Background. Viewing the facts in the light most favorable to the nonmoving party, here Brosnahan, the record reveals the following.
In July 2012, the city of Somerville (city) hired Brosnahan as a dental assisting instructor at Somerville High School (school). She was not a certified teacher at that time, but, in August 2012, the city requested a written waiver from the Department of Elementary and Secondary Education (department) that allowed Brosnahan to teach and work toward her certification. Each September for the next two years the department granted requests for waivers for Brosnahan. She obtained a preliminary license from the department in October 2014.

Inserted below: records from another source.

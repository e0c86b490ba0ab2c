//! Notification inbox repository.
//!
//! Persists notifications for in-app display. Push and email delivery are
//! handled by external consumers of the inbox table.

use chrono::Utc;
use sea_orm::{ActiveModelTrait, DatabaseConnection, Set};
use uuid::Uuid;

use crate::entities::{
    notifications, sea_orm_active_enums::NotificationPriority as DbNotificationPriority,
};
use estimo_core::notification::{Notification, NotificationError, Notifier, Priority, Recipient};

/// Notification repository implementation.
#[derive(Debug, Clone)]
pub struct NotificationRepository {
    db: DatabaseConnection,
}

impl NotificationRepository {
    /// Create a new notification repository.
    #[must_use]
    pub fn new(db: DatabaseConnection) -> Self {
        Self { db }
    }
}

impl Notifier for NotificationRepository {
    async fn notify(&self, notification: Notification) -> Result<(), NotificationError> {
        let (recipient_role, recipient_user_id) = match notification.recipient {
            Recipient::Role(role) => (Some(role), None),
            Recipient::User(id) => (None, Some(id)),
        };
        let (related_entity_type, related_entity_id) = notification
            .related_entity
            .map_or((None, None), |entity| (Some(entity.kind), Some(entity.id)));

        notifications::ActiveModel {
            id: Set(Uuid::now_v7()),
            recipient_role: Set(recipient_role),
            recipient_user_id: Set(recipient_user_id),
            event_type: Set(notification.event_type),
            title: Set(notification.title),
            message: Set(notification.message),
            related_entity_type: Set(related_entity_type),
            related_entity_id: Set(related_entity_id),
            metadata: Set(notification.metadata),
            priority: Set(to_db_priority(notification.priority)),
            read_at: Set(None),
            created_at: Set(Utc::now().into()),
        }
        .insert(&self.db)
        .await
        .map_err(|e| NotificationError::Delivery(e.to_string()))?;

        Ok(())
    }
}

fn to_db_priority(priority: Priority) -> DbNotificationPriority {
    match priority {
        Priority::Low => DbNotificationPriority::Low,
        Priority::Normal => DbNotificationPriority::Normal,
        Priority::High => DbNotificationPriority::High,
        Priority::Urgent => DbNotificationPriority::Urgent,
    }
}
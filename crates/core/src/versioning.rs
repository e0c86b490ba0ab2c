//! Version sequencing for append-only lineages.
//!
//! Estimations are keyed by `(project, version)` and quotations by
//! `(project, estimate_version, version)`. The next version is read from the
//! store and the insert relies on the store's unique key; a collision is
//! retried a bounded number of times.

/// Number of insert attempts before a version collision is surfaced.
pub const MAX_VERSION_ATTEMPTS: u32 = 3;

/// Returns the version that follows `latest` (1 when the lineage is empty).
#[must_use]
pub fn next_version(latest: Option<i32>) -> i32 {
    latest.map_or(1, |v| v + 1)
}

#[cfg(test)]
mod tests {
    use super::*;

    #[test]
    fn test_first_version_is_one() {
        assert_eq!(next_version(None), 1);
    }

    #[test]
    fn test_next_version_increments() {
        assert_eq!(next_version(Some(1)), 2);
        assert_eq!(next_version(Some(41)), 42);
    }
}
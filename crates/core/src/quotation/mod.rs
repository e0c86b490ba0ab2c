//! Quotation engine.
//!
//! Quotations are priced documents quoted against one estimation baseline.
//! Each `(project, estimate_version)` pair owns an append-only chain of
//! versions. Line and document totals are always recomputed here; a locked
//! row never changes and can only be superseded by a revision.

pub mod error;
pub mod lifecycle;
pub mod service;
pub mod totals;
pub mod types;

#[cfg(test)]
mod service_props;

pub use error::QuotationError;
pub use lifecycle::QuotationLifecycle;
pub use service::{QuotationRepository, QuotationService};
pub use totals::price_items;
pub use types::{
    ContingencyItem, CreateQuotationInput, LaborItem, MaterialItem, Quotation,
    QuotationContentInput, QuotationFilter, QuotationItems, QuotationStatus, QuotationTotals,
    ServiceItem, TaxItem,
};
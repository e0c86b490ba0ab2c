//! Monthly report routes.

use axum::{
    Json, Router,
    extract::{Query, State},
    response::IntoResponse,
    routing::get,
};
use serde::Deserialize;

use crate::{AppState, error::ApiError};

/// Creates the report routes.
pub fn routes() -> Router<AppState> {
    Router::new().route("/reports/monthly", get(get_monthly_report))
}

/// Query parameters for the monthly report.
#[derive(Debug, Deserialize)]
pub struct MonthlyReportQuery {
    /// Calendar year.
    pub year: i32,
    /// Month, 1 through 12.
    pub month: u32,
}

/// GET `/reports/monthly` - Income, spend, variance, and alerts for one month.
async fn get_monthly_report(
    State(state): State<AppState>,
    Query(query): Query<MonthlyReportQuery>,
) -> Result<impl IntoResponse, ApiError> {
    let report = state
        .report_service()
        .monthly_report(query.year, query.month)
        .await?;
    Ok(Json(report))
}
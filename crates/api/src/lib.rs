//! HTTP API layer with Axum routes and middleware.
//!
//! This crate provides:
//! - REST API routes for projects, estimations, quotations, expenses,
//!   the finance summary, and monthly reports
//! - The actor extractor for the `x-actor-id` header
//! - Error rendering for domain errors

pub mod error;
pub mod middleware;
pub mod routes;

use std::sync::Arc;
use std::time::Duration;

use axum::Router;
use sea_orm::DatabaseConnection;
use tower_http::cors::{Any, CorsLayer};
use tower_http::trace::TraceLayer;

use estimo_core::artifact::StorageArtifactGenerator;
use estimo_core::estimation::EstimationService;
use estimo_core::finance::FinanceService;
use estimo_core::project::ProjectService;
use estimo_core::quotation::QuotationService;
use estimo_core::reports::{MonthlyReportService, ReportCache};
use estimo_core::spend::SpendService;
use estimo_db::{
    EstimationRepository, ExpenseRepository, FinanceSummaryRepository, MaterialRepository,
    NotificationRepository, ProjectRepository, QuotationRepository, ReportRepository,
};
use estimo_shared::FinanceConfig;

/// Closed months kept in the report cache.
const REPORT_CACHE_MONTHS: u64 = 120;

/// Quotation service wired to the database.
pub type DbQuotationService = QuotationService<
    QuotationRepository,
    EstimationRepository,
    ProjectRepository,
    StorageArtifactGenerator,
    MaterialRepository,
>;

/// Spend service wired to the database.
pub type DbSpendService =
    SpendService<ExpenseRepository, EstimationRepository, ProjectRepository, NotificationRepository>;

/// Application state shared across handlers.
#[derive(Clone)]
pub struct AppState {
    /// Database connection pool.
    pub db: Arc<DatabaseConnection>,
    /// Alerting and reporting settings.
    pub finance: Arc<FinanceConfig>,
    /// Quotation document generator.
    pub artifacts: Arc<StorageArtifactGenerator>,
    /// Cache of closed-month reports.
    pub report_cache: ReportCache,
}

impl AppState {
    /// Build state with a report cache sized by the finance settings.
    #[must_use]
    pub fn new(
        db: DatabaseConnection,
        finance: FinanceConfig,
        artifacts: StorageArtifactGenerator,
    ) -> Self {
        let report_cache = ReportCache::with_config(REPORT_CACHE_MONTHS, finance.report_cache_ttl_secs);
        Self {
            db: Arc::new(db),
            finance: Arc::new(finance),
            artifacts: Arc::new(artifacts),
            report_cache,
        }
    }

    fn projects(&self) -> Arc<ProjectRepository> {
        Arc::new(ProjectRepository::new((*self.db).clone()))
    }

    fn estimations(&self) -> Arc<EstimationRepository> {
        Arc::new(EstimationRepository::new((*self.db).clone()))
    }

    /// Project service.
    #[must_use]
    pub fn project_service(&self) -> ProjectService<ProjectRepository> {
        ProjectService::new(self.projects())
    }

    /// Estimation service.
    #[must_use]
    pub fn estimation_service(&self) -> EstimationService<EstimationRepository, ProjectRepository> {
        EstimationService::new(self.estimations(), self.projects())
    }

    /// Quotation service.
    #[must_use]
    pub fn quotation_service(&self) -> DbQuotationService {
        QuotationService::new(
            Arc::new(QuotationRepository::new((*self.db).clone())),
            self.estimations(),
            self.projects(),
            self.artifacts.clone(),
            Arc::new(MaterialRepository::new((*self.db).clone())),
        )
        .with_artifact_timeout(Duration::from_secs(self.finance.artifact_timeout_secs))
    }

    /// Spend service.
    #[must_use]
    pub fn spend_service(&self) -> DbSpendService {
        SpendService::new(
            Arc::new(ExpenseRepository::new((*self.db).clone())),
            self.estimations(),
            self.projects(),
            Arc::new(NotificationRepository::new((*self.db).clone())),
            self.finance.finance_roles.clone(),
        )
    }

    /// Finance summary service.
    #[must_use]
    pub fn finance_service(&self) -> FinanceService<FinanceSummaryRepository> {
        FinanceService::new(Arc::new(FinanceSummaryRepository::new((*self.db).clone())))
    }

    /// Monthly report service sharing the state's cache.
    #[must_use]
    pub fn report_service(&self) -> MonthlyReportService<ReportRepository> {
        MonthlyReportService::new(
            Arc::new(ReportRepository::new((*self.db).clone())),
            self.report_cache.clone(),
            self.finance.high_value_payment_threshold,
        )
    }
}

/// Creates the main application router.
pub fn create_router(state: AppState) -> Router {
    Router::new()
        .nest("/api/v1", routes::api_routes())
        .layer(TraceLayer::new_for_http())
        .layer(
            CorsLayer::new()
                .allow_origin(Any)
                .allow_methods(Any)
                .allow_headers(Any),
        )
        .with_state(state)
}
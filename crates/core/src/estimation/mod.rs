//! Estimation versioning.
//!
//! Every re-estimate appends a new baseline version for the project; the
//! highest version is the latest baseline. Only the approval status of an
//! existing version ever changes.

pub mod error;
pub mod service;
pub mod types;

#[cfg(test)]
mod service_props;

pub use error::EstimationError;
pub use service::{EstimationRepository, EstimationService};
pub use types::{
    BudgetCategory, CreateEstimationInput, Estimation, EstimationFilter, EstimationStatus,
};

Throughout her time at the school, Brosnahan complained to her supervisors, Leo DeSimone and John Oteri, about the safety of the program's environment. Her primary concerns were that the classrooms had poor air quality, and the building contained mold. In 2013 Brosnahan suffered a viral infection, which she blamed on the mold.
Brosnahan's working relationship with her supervisors deteriorated over the years until she feared going to work because the environment there was so “toxic.” By the third year she became ill due to the stress. In 2015, after an offsite meeting in which Brosnahan voiced concerns about the preparedness of graduates from the school's dental assisting program, DeSimone yelled at her in front of another staff member, insisting that her behavior had “ruined everything.” In February 2015, DeSimone told students that Brosnahan would be fired by the end of that school year. The school later removed from her classroom the laptop that Brosnahan used to conduct her classes. At another time, DeSimone asked her in front of his secretary if she was bipolar and what medications she had been taking.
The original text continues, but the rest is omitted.